### What the exercise asks
Across the records below, how many lines include the string "that"? State the number and nothing more.

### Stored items
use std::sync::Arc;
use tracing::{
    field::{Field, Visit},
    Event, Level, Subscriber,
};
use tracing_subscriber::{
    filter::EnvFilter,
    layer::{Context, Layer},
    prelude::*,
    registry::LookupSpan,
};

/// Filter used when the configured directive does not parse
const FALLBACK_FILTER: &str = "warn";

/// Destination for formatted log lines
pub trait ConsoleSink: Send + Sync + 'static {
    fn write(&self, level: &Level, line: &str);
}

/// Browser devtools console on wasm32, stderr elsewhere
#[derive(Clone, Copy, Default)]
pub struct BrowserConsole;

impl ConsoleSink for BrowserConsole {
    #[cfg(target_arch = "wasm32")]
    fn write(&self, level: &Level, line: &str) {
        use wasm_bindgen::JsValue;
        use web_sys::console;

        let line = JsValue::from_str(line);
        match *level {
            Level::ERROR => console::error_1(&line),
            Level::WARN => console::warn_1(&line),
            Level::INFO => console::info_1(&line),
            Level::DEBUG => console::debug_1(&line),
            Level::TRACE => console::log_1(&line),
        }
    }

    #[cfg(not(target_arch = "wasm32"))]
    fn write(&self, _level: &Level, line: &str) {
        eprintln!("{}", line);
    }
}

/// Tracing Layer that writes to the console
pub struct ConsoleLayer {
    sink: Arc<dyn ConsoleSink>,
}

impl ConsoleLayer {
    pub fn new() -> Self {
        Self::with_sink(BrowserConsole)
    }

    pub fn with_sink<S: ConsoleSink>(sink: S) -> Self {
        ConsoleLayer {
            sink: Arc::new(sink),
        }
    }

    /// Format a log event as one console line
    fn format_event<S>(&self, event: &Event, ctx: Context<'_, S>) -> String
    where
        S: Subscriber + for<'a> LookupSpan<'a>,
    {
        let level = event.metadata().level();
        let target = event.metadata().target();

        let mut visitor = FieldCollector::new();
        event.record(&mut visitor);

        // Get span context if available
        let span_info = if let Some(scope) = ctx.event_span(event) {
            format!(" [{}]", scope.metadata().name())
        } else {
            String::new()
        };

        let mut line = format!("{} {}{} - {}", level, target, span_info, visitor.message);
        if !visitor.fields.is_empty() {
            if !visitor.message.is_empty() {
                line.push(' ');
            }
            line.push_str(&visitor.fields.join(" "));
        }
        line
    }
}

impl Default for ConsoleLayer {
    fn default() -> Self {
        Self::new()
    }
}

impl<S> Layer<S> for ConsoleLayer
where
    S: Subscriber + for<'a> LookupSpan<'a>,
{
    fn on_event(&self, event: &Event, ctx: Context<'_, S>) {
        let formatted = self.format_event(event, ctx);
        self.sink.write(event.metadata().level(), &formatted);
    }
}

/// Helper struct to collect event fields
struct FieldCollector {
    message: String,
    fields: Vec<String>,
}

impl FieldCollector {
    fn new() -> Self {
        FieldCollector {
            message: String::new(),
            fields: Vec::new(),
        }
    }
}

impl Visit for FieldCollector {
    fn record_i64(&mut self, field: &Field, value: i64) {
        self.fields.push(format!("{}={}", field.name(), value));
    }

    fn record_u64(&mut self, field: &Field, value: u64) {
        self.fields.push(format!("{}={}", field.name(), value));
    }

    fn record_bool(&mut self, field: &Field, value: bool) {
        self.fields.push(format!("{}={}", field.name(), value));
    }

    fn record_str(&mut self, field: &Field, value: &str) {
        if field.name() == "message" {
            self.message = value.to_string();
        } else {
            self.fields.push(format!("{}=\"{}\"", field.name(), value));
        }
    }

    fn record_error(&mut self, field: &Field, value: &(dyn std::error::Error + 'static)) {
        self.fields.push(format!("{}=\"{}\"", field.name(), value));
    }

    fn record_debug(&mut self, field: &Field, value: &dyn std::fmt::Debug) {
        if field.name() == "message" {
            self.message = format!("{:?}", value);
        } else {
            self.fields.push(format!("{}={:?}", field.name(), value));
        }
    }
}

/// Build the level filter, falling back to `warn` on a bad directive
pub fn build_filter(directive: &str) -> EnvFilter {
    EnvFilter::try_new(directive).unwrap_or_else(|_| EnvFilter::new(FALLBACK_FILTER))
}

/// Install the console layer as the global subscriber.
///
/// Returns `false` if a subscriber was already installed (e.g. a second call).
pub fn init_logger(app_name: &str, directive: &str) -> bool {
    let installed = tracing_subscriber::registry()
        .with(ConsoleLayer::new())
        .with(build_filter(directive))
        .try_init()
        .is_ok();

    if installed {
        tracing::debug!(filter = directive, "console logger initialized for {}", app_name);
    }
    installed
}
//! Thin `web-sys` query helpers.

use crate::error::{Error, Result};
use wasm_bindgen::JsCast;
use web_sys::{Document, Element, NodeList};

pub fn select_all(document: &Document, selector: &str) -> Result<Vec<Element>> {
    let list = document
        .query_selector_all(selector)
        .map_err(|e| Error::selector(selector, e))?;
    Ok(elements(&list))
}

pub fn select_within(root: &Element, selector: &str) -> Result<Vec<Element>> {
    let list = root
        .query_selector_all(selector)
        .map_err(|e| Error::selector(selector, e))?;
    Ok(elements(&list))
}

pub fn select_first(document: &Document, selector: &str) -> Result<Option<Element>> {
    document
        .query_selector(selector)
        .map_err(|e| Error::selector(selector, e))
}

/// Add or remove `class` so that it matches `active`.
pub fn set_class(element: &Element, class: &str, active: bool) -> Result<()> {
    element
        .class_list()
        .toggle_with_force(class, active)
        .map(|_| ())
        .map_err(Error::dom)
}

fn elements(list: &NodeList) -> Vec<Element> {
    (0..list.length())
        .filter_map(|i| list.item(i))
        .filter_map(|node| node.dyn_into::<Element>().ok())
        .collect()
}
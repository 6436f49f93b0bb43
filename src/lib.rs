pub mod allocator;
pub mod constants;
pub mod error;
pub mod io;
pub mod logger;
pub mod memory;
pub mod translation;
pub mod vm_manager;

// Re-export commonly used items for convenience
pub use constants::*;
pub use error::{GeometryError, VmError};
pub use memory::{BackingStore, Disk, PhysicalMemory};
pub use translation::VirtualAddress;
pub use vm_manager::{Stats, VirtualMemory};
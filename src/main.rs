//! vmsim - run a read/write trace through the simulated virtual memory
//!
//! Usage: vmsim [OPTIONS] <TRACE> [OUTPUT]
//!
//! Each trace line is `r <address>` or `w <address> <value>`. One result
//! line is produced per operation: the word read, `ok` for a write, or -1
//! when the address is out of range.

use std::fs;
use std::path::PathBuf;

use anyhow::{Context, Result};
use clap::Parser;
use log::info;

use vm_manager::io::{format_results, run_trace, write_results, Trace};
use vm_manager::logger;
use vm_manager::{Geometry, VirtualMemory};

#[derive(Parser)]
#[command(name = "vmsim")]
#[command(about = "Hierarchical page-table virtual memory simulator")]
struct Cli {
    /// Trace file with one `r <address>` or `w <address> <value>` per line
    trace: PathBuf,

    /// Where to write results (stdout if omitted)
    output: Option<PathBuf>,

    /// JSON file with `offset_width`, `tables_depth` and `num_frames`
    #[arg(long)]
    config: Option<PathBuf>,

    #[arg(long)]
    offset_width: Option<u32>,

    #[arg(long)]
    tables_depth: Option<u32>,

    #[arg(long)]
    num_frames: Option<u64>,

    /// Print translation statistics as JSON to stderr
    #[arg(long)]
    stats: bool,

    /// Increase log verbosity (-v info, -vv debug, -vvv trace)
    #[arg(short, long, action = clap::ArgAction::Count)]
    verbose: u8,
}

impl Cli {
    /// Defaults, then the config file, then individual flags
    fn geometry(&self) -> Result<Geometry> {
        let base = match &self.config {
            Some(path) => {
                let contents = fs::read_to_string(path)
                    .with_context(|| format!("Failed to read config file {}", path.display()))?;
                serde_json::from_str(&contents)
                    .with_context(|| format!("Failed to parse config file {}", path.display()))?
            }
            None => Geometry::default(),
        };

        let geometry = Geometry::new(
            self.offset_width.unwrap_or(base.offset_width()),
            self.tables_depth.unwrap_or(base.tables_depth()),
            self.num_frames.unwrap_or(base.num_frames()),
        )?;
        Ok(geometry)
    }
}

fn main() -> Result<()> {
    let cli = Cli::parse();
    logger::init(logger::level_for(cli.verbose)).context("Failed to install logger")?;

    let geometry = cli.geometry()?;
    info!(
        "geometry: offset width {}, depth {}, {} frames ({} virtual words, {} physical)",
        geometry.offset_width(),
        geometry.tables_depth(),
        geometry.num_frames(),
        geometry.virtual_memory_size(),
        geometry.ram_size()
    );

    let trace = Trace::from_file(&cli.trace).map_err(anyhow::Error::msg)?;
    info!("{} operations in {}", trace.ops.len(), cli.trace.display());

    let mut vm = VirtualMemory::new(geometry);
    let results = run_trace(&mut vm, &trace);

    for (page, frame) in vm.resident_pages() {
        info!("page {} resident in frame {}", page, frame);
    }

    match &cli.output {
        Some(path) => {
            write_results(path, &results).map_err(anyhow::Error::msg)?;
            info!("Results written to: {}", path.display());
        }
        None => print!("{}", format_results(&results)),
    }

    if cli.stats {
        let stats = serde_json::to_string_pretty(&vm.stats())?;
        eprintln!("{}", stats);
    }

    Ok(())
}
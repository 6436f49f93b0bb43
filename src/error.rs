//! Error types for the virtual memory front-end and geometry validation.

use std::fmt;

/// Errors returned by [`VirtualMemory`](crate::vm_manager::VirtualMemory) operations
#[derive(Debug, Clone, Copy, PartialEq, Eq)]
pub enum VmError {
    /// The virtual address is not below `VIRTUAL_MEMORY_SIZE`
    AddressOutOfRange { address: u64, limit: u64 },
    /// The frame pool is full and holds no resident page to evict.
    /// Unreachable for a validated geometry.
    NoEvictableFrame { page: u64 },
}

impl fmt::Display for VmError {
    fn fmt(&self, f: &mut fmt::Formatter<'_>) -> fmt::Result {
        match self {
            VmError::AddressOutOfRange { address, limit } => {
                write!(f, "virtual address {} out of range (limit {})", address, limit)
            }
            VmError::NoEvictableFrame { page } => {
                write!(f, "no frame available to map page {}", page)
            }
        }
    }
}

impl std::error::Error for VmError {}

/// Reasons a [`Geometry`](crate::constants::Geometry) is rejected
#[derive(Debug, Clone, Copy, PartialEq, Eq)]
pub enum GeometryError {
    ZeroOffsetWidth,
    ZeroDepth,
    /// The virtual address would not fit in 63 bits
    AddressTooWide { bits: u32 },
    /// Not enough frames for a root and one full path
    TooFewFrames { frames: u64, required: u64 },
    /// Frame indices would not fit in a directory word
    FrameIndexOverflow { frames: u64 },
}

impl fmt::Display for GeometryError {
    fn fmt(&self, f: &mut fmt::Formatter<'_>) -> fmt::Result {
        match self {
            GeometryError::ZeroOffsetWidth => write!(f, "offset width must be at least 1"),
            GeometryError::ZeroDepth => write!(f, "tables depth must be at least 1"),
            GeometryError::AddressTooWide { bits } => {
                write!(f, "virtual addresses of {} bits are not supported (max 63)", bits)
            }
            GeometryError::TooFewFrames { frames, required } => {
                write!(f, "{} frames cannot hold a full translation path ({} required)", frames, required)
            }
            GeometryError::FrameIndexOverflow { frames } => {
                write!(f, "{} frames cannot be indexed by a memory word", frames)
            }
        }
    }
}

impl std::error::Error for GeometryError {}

### Task answer
2